● BRIEF: Your task is to copy every line of the entries that contains "NotificationSender".
########
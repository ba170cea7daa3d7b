//! HttpSenderFactory - DeliveryConfig の endpoint に record を POST する sender
//!
//! - `json`: record の JSON 配列を 1 リクエストで送る
//! - `json_lines`: 1 行 1 record（application/x-ndjson）
//!
//! 2xx 以外の応答は Delivery エラーとして扱います。

use std::time::Duration;

use async_trait::async_trait;
use reqwest::{Client, Url, header};
use serde::Serialize;

use crate::domain::{
    Build, Credentials, DeliveryConfig, PayloadFormat, PendingNotification, ResendError,
};
use crate::ports::{NotificationSender, SenderFactory};

#[derive(Debug, Clone, Default)]
pub struct HttpSenderFactory {
    client: Client,
}

impl HttpSenderFactory {
    pub fn new() -> Self {
        Self::default()
    }

    pub fn with_client(client: Client) -> Self {
        Self { client }
    }
}

impl SenderFactory for HttpSenderFactory {
    fn create(&self, config: &DeliveryConfig) -> Result<Box<dyn NotificationSender>, ResendError> {
        config.validate()?;
        let url = Url::parse(&config.endpoint)
            .map_err(|e| ResendError::InvalidConfig(format!("endpoint {}: {e}", config.endpoint)))?;
        Ok(Box::new(HttpSender {
            client: self.client.clone(),
            url,
            credentials: config.credentials.clone(),
            format: config.format,
            timeout: config.timeout_secs.map(Duration::from_secs),
        }))
    }
}

#[derive(Debug, Serialize)]
struct NotificationPayload<'a> {
    project: &'a str,
    build: u64,
    module: &'a str,
    version: &'a str,
}

impl<'a> From<&'a PendingNotification> for NotificationPayload<'a> {
    fn from(record: &'a PendingNotification) -> Self {
        Self {
            project: record.build.project.name(),
            build: record.build.number,
            module: &record.module,
            version: &record.version,
        }
    }
}

/// Encodes `records` for the given format, returning the content type and body.
fn encode_body(
    format: PayloadFormat,
    records: &[PendingNotification],
) -> Result<(&'static str, Vec<u8>), ResendError> {
    let payloads: Vec<NotificationPayload<'_>> = records.iter().map(Into::into).collect();
    match format {
        PayloadFormat::Json => Ok(("application/json", serde_json::to_vec(&payloads)?)),
        PayloadFormat::JsonLines => {
            let mut body = Vec::new();
            for payload in &payloads {
                serde_json::to_writer(&mut body, payload)?;
                body.push(b'\n');
            }
            Ok(("application/x-ndjson", body))
        }
    }
}

struct HttpSender {
    client: Client,
    url: Url,
    credentials: Option<Credentials>,
    format: PayloadFormat,
    timeout: Option<Duration>,
}

#[async_trait]
impl NotificationSender for HttpSender {
    async fn send(&self, build: &Build, records: &[PendingNotification]) -> Result<(), ResendError> {
        let (content_type, body) = encode_body(self.format, records)?;

        let mut request = self
            .client
            .post(self.url.clone())
            .header(header::CONTENT_TYPE, content_type)
            .body(body);
        if let Some(credentials) = &self.credentials {
            request = request.basic_auth(&credentials.username, Some(&credentials.password));
        }
        if let Some(timeout) = self.timeout {
            request = request.timeout(timeout);
        }

        let response = request.send().await?;
        let status = response.status();
        if !status.is_success() {
            return Err(ResendError::Delivery(format!(
                "{} answered {status} for build {build}",
                self.url
            )));
        }
        tracing::debug!(build = %build, records = records.len(), url = %self.url, "notifications delivered");
        Ok(())
    }
}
########
● RESPONSE BOX:
use crate::ports::{NotificationSender, SenderFactory};
    fn create(&self, config: &DeliveryConfig) -> Result<Box<dyn NotificationSender>, ResendError> {
impl NotificationSender for HttpSender {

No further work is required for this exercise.